Caroline Mikkelsen, la prima donna a raggiungere l’Antartico nel 1935, di Marco Gisotti

Immaginate il luogo più inospitale e lontano che l’uomo abbia mai raggiunto. O la donna.
Immaginate l’Antartide e il Polo Sud.
L’Antartide è il quarto continente del nostro pianeta per grandezza. Coperto quasi totalmente di ghiacci, non è mai stato abitato da alcun essere umano. Per gran parte della storia dell’umanità è rimasto un territorio leggendario fino a quando James Cook, fra il 1773 e il 1774, non si trovò ad attraversare il Circolo polare artico.
Il primo uomo a mettere piede in Antartide fu, nel 1821, l’americano John Davis. Quasi epica è rimasta la spedizione di Ernest Shackleton nel 1907 e quella di Amundsen nel 1911 in cui l’esploratore norvegese raggiunse il Polo Sud geografico.

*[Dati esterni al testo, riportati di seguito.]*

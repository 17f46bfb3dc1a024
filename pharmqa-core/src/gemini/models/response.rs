use super::Content;
use serde::{Deserialize, Serialize};
use serde_json::Value;

#[derive(Debug, Clone, Serialize, Deserialize)]
pub struct GenerateContentResponse {
    #[serde(default)]
    pub candidates: Vec<Candidate>,
    #[serde(default, rename = "promptFeedback")]
    pub prompt_feedback: Option<Value>,
    #[serde(default, rename = "usageMetadata")]
    pub usage_metadata: Option<UsageMetadata>,
}

impl GenerateContentResponse {
    /// Why the prompt itself was blocked, when Gemini refused it outright.
    pub fn block_reason(&self) -> Option<String> {
        self.prompt_feedback
            .as_ref()?
            .get("blockReason")?
            .as_str()
            .map(str::to_string)
    }
}

#[derive(Debug, Clone, Serialize, Deserialize)]
pub struct Candidate {
    #[serde(default)]
    pub content: Option<Content>,
    #[serde(default, rename = "finishReason")]
    pub finish_reason: Option<String>,
}

#[derive(Debug, Clone, Default, Serialize, Deserialize)]
#[serde(rename_all = "camelCase")]
pub struct UsageMetadata {
    #[serde(default)]
    pub prompt_token_count: u32,
    #[serde(default)]
    pub candidates_token_count: u32,
    #[serde(default)]
    pub total_token_count: u32,
}
//! CLI argument parsing and configuration overrides

use clap::{Parser, Subcommand};
use pharmqa_core::{Locale, PharmQaConfig, Subject};
use std::path::PathBuf;

/// Main CLI structure for pharmqa
#[derive(Parser, Debug)]
#[command(
    name = "pharmqa",
    version,
    about = "Pharmacy student Q&A and quiz tutor powered by Gemini"
)]
pub struct Cli {
    /// Configuration file path (skips the pharmqa.toml search)
    #[arg(long, global = true)]
    pub config: Option<PathBuf>,

    /// Directory searched for pharmqa.toml; defaults to current directory
    #[arg(long, global = true)]
    pub workspace: Option<PathBuf>,

    /// Gemini model ID, e.g. gemini-1.5-flash
    #[arg(long, global = true)]
    pub model: Option<String>,

    /// Environment variable holding the API key (GOOGLE_API_KEY and GEMINI_API_KEY are also checked)
    #[arg(long, global = true)]
    pub api_key_env: Option<String>,

    /// Language for prompts and subject labels (en, ko)
    #[arg(long, global = true)]
    pub language: Option<Locale>,

    /// Log level (error, warn, info, debug, trace); RUST_LOG takes precedence
    #[arg(long, global = true)]
    pub log_level: Option<String>,

    #[command(subcommand)]
    pub command: Option<Commands>,
}

/// Available commands
#[derive(Subcommand, Debug, Clone, PartialEq, Eq)]
pub enum Commands {
    /// Interactive question and answer session (default)
    Chat,

    /// Submit a single question and print the answer
    Ask {
        /// Subject slug, or `auto` to let the model classify the question
        #[arg(long, short, default_value = "auto")]
        subject: Subject,

        /// Print the resulting turns as JSON
        #[arg(long)]
        json: bool,

        /// The question to ask
        #[arg(required = true)]
        question: Vec<String>,
    },

    /// List the available subjects
    Subjects,

    /// Write a default pharmqa.toml into the workspace
    Init {
        /// Overwrite an existing file
        #[arg(long)]
        force: bool,
    },
}

impl Cli {
    /// Apply command-line overrides on top of the loaded file.
    pub fn apply_overrides(&self, config: &mut PharmQaConfig) {
        if let Some(model) = &self.model {
            config.agent.model = model.clone();
        }
        if let Some(env) = &self.api_key_env {
            config.agent.api_key_env = env.clone();
        }
        if let Some(language) = self.language {
            config.session.language = language;
        }
        if let Some(level) = &self.log_level {
            config.logging.level = level.clone();
        }
    }
}
//! REPL line parsing

use pharmqa_core::Subject;

#[derive(Debug, Clone, PartialEq, Eq)]
pub enum ReplCommand {
    /// Submit this text as the question.
    Ask(String),
    /// Empty line: submit the pending question again.
    Resubmit,
    /// `/subject` alone lists subjects; with an argument it selects one.
    Subject(Option<Subject>),
    Reset,
    Again,
    Examples,
    History,
    Question,
    Help,
    Quit,
    /// A slash command that could not be understood, with the reason.
    Invalid(String),
}

/// Collects one REPL entry. A line ending in `\` continues on the next line.
#[derive(Debug, Default)]
pub struct EntryBuffer {
    text: String,
}

impl EntryBuffer {
    /// Add a raw input line. Returns `true` once the entry is complete.
    pub fn push(&mut self, line: &str) -> bool {
        let line = line.trim_end_matches(['\n', '\r']);
        match line.trim_end().strip_suffix('\\') {
            Some(head) => {
                self.text.push_str(head);
                self.text.push('\n');
                false
            }
            None => {
                self.text.push_str(line);
                true
            }
        }
    }

    /// Whether a continuation line is expected.
    pub fn is_continuing(&self) -> bool {
        !self.text.is_empty()
    }

    pub fn take(&mut self) -> String {
        std::mem::take(&mut self.text)
    }
}

pub fn parse_line(line: &str) -> ReplCommand {
    let line = line.trim();
    if line.is_empty() {
        return ReplCommand::Resubmit;
    }
    let Some(command) = line.strip_prefix('/') else {
        return ReplCommand::Ask(line.to_string());
    };

    let mut parts = command.splitn(2, char::is_whitespace);
    let name = parts.next().unwrap_or_default().to_lowercase();
    let arg = parts.next().map(str::trim).filter(|a| !a.is_empty());

    match (name.as_str(), arg) {
        ("subject" | "s", None) => ReplCommand::Subject(None),
        ("subject" | "s", Some(raw)) => match raw.parse::<Subject>() {
            Ok(subject) => ReplCommand::Subject(Some(subject)),
            Err(err) => ReplCommand::Invalid(err.to_string()),
        },
        ("reset", _) => ReplCommand::Reset,
        ("again", _) => ReplCommand::Again,
        ("examples", _) => ReplCommand::Examples,
        ("history", _) => ReplCommand::History,
        ("question", _) => ReplCommand::Question,
        ("help" | "h" | "?", _) => ReplCommand::Help,
        ("quit" | "exit" | "q", _) => ReplCommand::Quit,
        (other, _) => ReplCommand::Invalid(format!("unknown command '/{other}' (try /help)")),
    }
}
//! Errors surfaced to the user by the interaction layer.

use crate::llm::provider::LLMError;
use thiserror::Error;

#[derive(Debug, Error)]
pub enum QaError {
    /// Missing or unusable startup configuration. Fatal.
    #[error("configuration error: {0}")]
    Configuration(String),

    /// The question is too short to submit.
    #[error("please enter a question of at least {min_chars} characters (got {actual})")]
    Validation { min_chars: usize, actual: usize },

    /// The model answered the classification prompt with something outside
    /// the subject set.
    #[error("automatic subject classification failed; please pick a subject manually (model said: {raw})")]
    ClassificationMismatch { raw: String },

    /// The model call itself failed.
    #[error("model call failed: {0}")]
    ModelInvocation(#[from] LLMError),
}

#[cfg(test)]
mod tests {
    use super::*;

    #[test]
    fn mismatch_shows_raw_output() {
        let e = QaError::ClassificationMismatch {
            raw: "dosage".into(),
        };
        assert!(e.to_string().contains("dosage"));
    }

    #[test]
    fn model_errors_keep_cause() {
        let e: QaError = LLMError::Network("connection reset".into()).into();
        assert!(e.to_string().contains("connection reset"));
        assert!(std::error::Error::source(&e).is_some());
    }
}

Ma la prima donna a mettere piede in Antartide fu Caroline Mikkelsen il 19 febbraio del 1935.
Danese di origine, nata nel 1906, Caroline non solo aveva sposato il capitano Klarius Mikkelsen ma lo aveva sempre seguito nei suoi lunghi viaggi incluso questo, che sarebbe stato per lei di importanza storica. La baleniera su cui erano a bordo si era trovata a lungo per mare e nel febbraio del ’35 era arrivata nei pressi delle coste dell’Antartide, dove, con una scialuppa di salvataggio, Caroline, il marito e altri cinque uomini dell’equipaggio intendevano sbarcare. Non fu affatto facile trovare il punto adatto se non in una stretta insenatura in quelle che poi sarebbero state chiamate le Vestfold Hills.

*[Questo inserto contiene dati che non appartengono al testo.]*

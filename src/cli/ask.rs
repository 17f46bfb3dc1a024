use super::render::{print_outcome, submit};
use super::texts;
use anyhow::{Result, bail};
use pharmqa_core::{
    InteractionController, Outcome, Session, Subject, utils::ansi::AnsiRenderer,
};
use serde_json::json;

/// Handle the ask command: one submission through the controller.
pub async fn handle_ask_command(
    controller: &InteractionController,
    question: &str,
    subject: Subject,
    json_output: bool,
) -> Result<()> {
    let text = texts::for_locale(controller.locale());
    let mut session = Session::new();
    let outcome = submit(
        controller,
        &mut session,
        text,
        question.to_string(),
        subject,
        !json_output,
    )
    .await;

    if json_output {
        println!("{}", serde_json::to_string_pretty(&json_report(&session, &outcome))?);
    } else {
        print_outcome(&mut AnsiRenderer::stdout(), text, &outcome)?;
    }

    if outcome.answer.is_none() {
        let reasons = outcome
            .notices
            .iter()
            .map(|notice| notice.error().to_string())
            .collect::<Vec<_>>()
            .join("; ");
        bail!("Question was not answered: {reasons}");
    }
    Ok(())
}

fn json_report(session: &Session, outcome: &Outcome) -> serde_json::Value {
    json!({
        "subject": session.selected_subject(),
        "answer": outcome.answer,
        "warnings": outcome.warnings().map(ToString::to_string).collect::<Vec<_>>(),
        "errors": outcome.errors().map(ToString::to_string).collect::<Vec<_>>(),
        "turns": session.history(),
    })
}
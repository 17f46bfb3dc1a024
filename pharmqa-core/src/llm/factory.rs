use super::provider::LLMProvider;
use super::providers::GeminiProvider;
use crate::config::constants::models;
use crate::config::core::AgentConfig;
use anyhow::{Result, bail};
use std::sync::Arc;
use tracing::warn;

/// Provider names accepted in `agent.provider`
pub const AVAILABLE_PROVIDERS: &[&str] = &["gemini"];

/// Build the provider named by `config.provider`.
pub fn create_provider(config: &AgentConfig, api_key: String) -> Result<Arc<dyn LLMProvider>> {
    match config.provider.trim().to_lowercase().as_str() {
        "gemini" | "google" => {
            if !models::google::SUPPORTED_MODELS.contains(&config.model.as_str()) {
                warn!(model = %config.model, "model is not in the known Gemini model list; sending anyway");
            }
            Ok(Arc::new(GeminiProvider::from_config(config, api_key)?))
        }
        other => bail!(
            "Unsupported provider '{other}' (available: {})",
            AVAILABLE_PROVIDERS.join(", ")
        ),
    }
}
//! Error types for creature import.
//!
//! Only document-level failures are returned as `Err`. A record that
//! cannot be decoded is reported as an `ImportError` inside the
//! `ImportReport` and the rest of the batch carries on.

use thiserror::Error;

/// Errors that can occur while importing publisher data.
///
/// # Examples
///
/// ```rust
/// use bestiary::ImportError;
///
/// let err = ImportError::Record { index: 3, message: "expected a JSON object".into() };
/// assert_eq!(err.to_string(), "Record 3 could not be decoded: expected a JSON object");
/// ```
#[derive(Debug, Error, Clone, PartialEq)]
pub enum ImportError {
    /// The document is not valid JSON.
    #[error("Invalid JSON document: {message}")]
    Json { message: String },

    /// The document is valid JSON but holds neither a record, a list of
    /// records, nor a page with a `results` list.
    #[error("Unexpected document shape: found {found}")]
    UnexpectedShape { found: &'static str },

    /// A single record could not be decoded into its publisher schema.
    #[error("Record {index} could not be decoded: {message}")]
    Record { index: usize, message: String },
}

impl From<serde_json::Error> for ImportError {
    fn from(err: serde_json::Error) -> Self {
        ImportError::Json {
            message: err.to_string(),
        }
    }
}

/// Name a JSON value's kind for error messages.
pub(crate) fn json_kind(value: &serde_json::Value) -> &'static str {
    match value {
        serde_json::Value::Null => "null",
        serde_json::Value::Bool(_) => "a boolean",
        serde_json::Value::Number(_) => "a number",
        serde_json::Value::String(_) => "a string",
        serde_json::Value::Array(_) => "an array",
        serde_json::Value::Object(_) => "an object",
    }
}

Caroline Mikkelsen appena sbarcata alzò la bandiera norvegese su un pennone arroccato su un tumolo di rocce improvvisato. Lo stesso tumulo fu ritrovato durante una missione antartica negli anni Sessanta e poi di nuovo dimenticato, fino alla sua definitiva riscoperta nel 1995, quando Caroline Mikkelsen era ancora in vita.

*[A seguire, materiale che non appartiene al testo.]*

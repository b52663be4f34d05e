//! Tolerant field decoders for publisher data.
//!
//! Bulk sources disagree on encodings: the same ability score shows up as
//! `14`, `14.0`, `"14"` or `null` depending on who exported it. These
//! helpers are meant for `#[serde(default, deserialize_with = "...")]` and
//! never fail on a well-formed JSON value; anything they cannot make sense
//! of becomes `None` or empty.

use crate::rules;
use serde::de::DeserializeOwned;
use serde::{Deserialize, Deserializer};
use serde_json::Value;

/// Decode an integer from a number, a numeric string, or null.
pub fn int<'de, D>(deserializer: D) -> Result<Option<i32>, D::Error>
where
    D: Deserializer<'de>,
{
    let value = Value::deserialize(deserializer)?;
    Ok(int_from_value(&value))
}

/// Decode free text. Numbers are stringified and arrays of strings or
/// `{ "name": ... }` objects are joined with `", "`.
pub fn text<'de, D>(deserializer: D) -> Result<String, D::Error>
where
    D: Deserializer<'de>,
{
    let value = Value::deserialize(deserializer)?;
    Ok(text_from_value(&value))
}

/// Decode a challenge rating given as a number or a display string
/// (`"1/4"`).
pub fn challenge_rating<'de, D>(deserializer: D) -> Result<Option<f64>, D::Error>
where
    D: Deserializer<'de>,
{
    let value = Value::deserialize(deserializer)?;
    Ok(match &value {
        Value::Number(number) => number.as_f64(),
        Value::String(text) => rules::cr_to_double(text),
        _ => None,
    })
}

/// Decode a boolean flag from a bool, a number, or a `"true"`/`"yes"`
/// string.
pub fn flag<'de, D>(deserializer: D) -> Result<bool, D::Error>
where
    D: Deserializer<'de>,
{
    let value = Value::deserialize(deserializer)?;
    Ok(match &value {
        Value::Bool(flag) => *flag,
        Value::Number(number) => number.as_f64().is_some_and(|n| n != 0.0),
        Value::String(text) => matches!(text.trim().to_lowercase().as_str(), "true" | "yes" | "1"),
        _ => false,
    })
}

/// Decode a list, treating any non-array value as empty and dropping
/// items that do not match `T`.
pub fn list<'de, D, T>(deserializer: D) -> Result<Vec<T>, D::Error>
where
    D: Deserializer<'de>,
    T: DeserializeOwned,
{
    let value = Value::deserialize(deserializer)?;
    let Value::Array(items) = value else {
        return Ok(Vec::new());
    };

    Ok(items
        .into_iter()
        .enumerate()
        .filter_map(|(index, item)| match serde_json::from_value(item) {
            Ok(decoded) => Some(decoded),
            Err(err) => {
                tracing::debug!(index, error = %err, "dropping malformed list item");
                None
            }
        })
        .collect())
}

pub(crate) fn int_from_value(value: &Value) -> Option<i32> {
    match value {
        Value::Number(number) => match number.as_i64() {
            Some(n) => i32::try_from(n).ok(),
            None => number.as_f64().and_then(float_to_int),
        },
        Value::String(text) => int_from_text(text),
        _ => None,
    }
}

pub(crate) fn int_from_text(text: &str) -> Option<i32> {
    let text = text.trim();
    text.parse::<i32>()
        .ok()
        .or_else(|| text.parse::<f64>().ok().and_then(float_to_int))
}

pub(crate) fn text_from_value(value: &Value) -> String {
    match value {
        Value::String(text) => text.trim().to_string(),
        Value::Number(number) => number.to_string(),
        Value::Array(items) => items
            .iter()
            .filter_map(|item| match item {
                Value::String(text) => Some(text.trim().to_string()),
                Value::Object(fields) => fields
                    .get("name")
                    .and_then(Value::as_str)
                    .map(|name| name.trim().to_string()),
                _ => None,
            })
            .filter(|item| !item.is_empty())
            .collect::<Vec<_>>()
            .join(", "),
        _ => String::new(),
    }
}

fn float_to_int(value: f64) -> Option<i32> {
    (value.is_finite() && value.abs() <= i32::MAX as f64).then(|| value.trunc() as i32)
}

#[cfg(test)]
mod tests {
    use super::*;
    use serde::Deserialize;
    use serde_json::json;

    #[derive(Debug, Deserialize)]
    struct Probe {
        #[serde(default, deserialize_with = "int")]
        score: Option<i32>,
        #[serde(default, deserialize_with = "text")]
        label: String,
        #[serde(default, deserialize_with = "challenge_rating")]
        cr: Option<f64>,
        #[serde(default, deserialize_with = "flag")]
        hover: bool,
        #[serde(default, deserialize_with = "list")]
        items: Vec<Item>,
    }

    #[derive(Debug, Deserialize, PartialEq)]
    struct Item {
        name: String,
    }

    fn probe(value: Value) -> Probe {
        serde_json::from_value(value).unwrap()
    }

    #[test]
    fn test_int_accepts_numbers_and_strings() {
        assert_eq!(probe(json!({ "score": 14 })).score, Some(14));
        assert_eq!(probe(json!({ "score": "14" })).score, Some(14));
        assert_eq!(probe(json!({ "score": " +3 " })).score, Some(3));
        assert_eq!(probe(json!({ "score": 12.9 })).score, Some(12));
        assert_eq!(probe(json!({ "score": "12.5" })).score, Some(12));
    }

    #[test]
    fn test_int_misses_become_none() {
        assert_eq!(probe(json!({})).score, None);
        assert_eq!(probe(json!({ "score": null })).score, None);
        assert_eq!(probe(json!({ "score": "" })).score, None);
        assert_eq!(probe(json!({ "score": "fourteen" })).score, None);
        assert_eq!(probe(json!({ "score": [14] })).score, None);
        assert_eq!(probe(json!({ "score": 9_999_999_999i64 })).score, None);
    }

    #[test]
    fn test_text_joins_arrays() {
        assert_eq!(probe(json!({ "label": " fire " })).label, "fire");
        assert_eq!(probe(json!({ "label": ["fire", "cold"] })).label, "fire, cold");
        assert_eq!(
            probe(json!({ "label": [{ "name": "Poisoned" }, { "index": "x" }] })).label,
            "Poisoned"
        );
        assert_eq!(probe(json!({ "label": null })).label, "");
        assert_eq!(probe(json!({ "label": 5 })).label, "5");
    }

    #[test]
    fn test_challenge_rating_forms() {
        assert_eq!(probe(json!({ "cr": "1/4" })).cr, Some(0.25));
        assert_eq!(probe(json!({ "cr": 0.5 })).cr, Some(0.5));
        assert_eq!(probe(json!({ "cr": 3 })).cr, Some(3.0));
        assert_eq!(probe(json!({ "cr": "?" })).cr, None);
    }

    #[test]
    fn test_flag_forms() {
        assert!(probe(json!({ "hover": true })).hover);
        assert!(probe(json!({ "hover": "Yes" })).hover);
        assert!(probe(json!({ "hover": 1 })).hover);
        assert!(!probe(json!({ "hover": null })).hover);
        assert!(!probe(json!({})).hover);
    }

    #[test]
    fn test_list_tolerates_bad_shapes() {
        assert!(probe(json!({ "items": "" })).items.is_empty());
        assert!(probe(json!({ "items": null })).items.is_empty());
        let items = probe(json!({ "items": [{ "name": "a" }, 7, { "name": "b" }] })).items;
        assert_eq!(
            items,
            vec![Item { name: "a".into() }, Item { name: "b".into() }]
        );
    }
}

In suo onore, il marito le dedicò, il Monte Caroline Mikkelsen, in effetti una piccola collina, alta appena 235 metri sul livello del mare, fra il ghiacciaio Hargreaves e il ghiacciaio Polar Times.
Per il secolo che si apriva verso l’emancipazione femminile, aver messo piede nel luogo più inaccessibile del Pianeta fu in fondo anche questo un grande passo per l’umanità, anche se la prima vera spedizione tutta al femminile del Polo Sud si dovrà aspettare addirittura il 1993.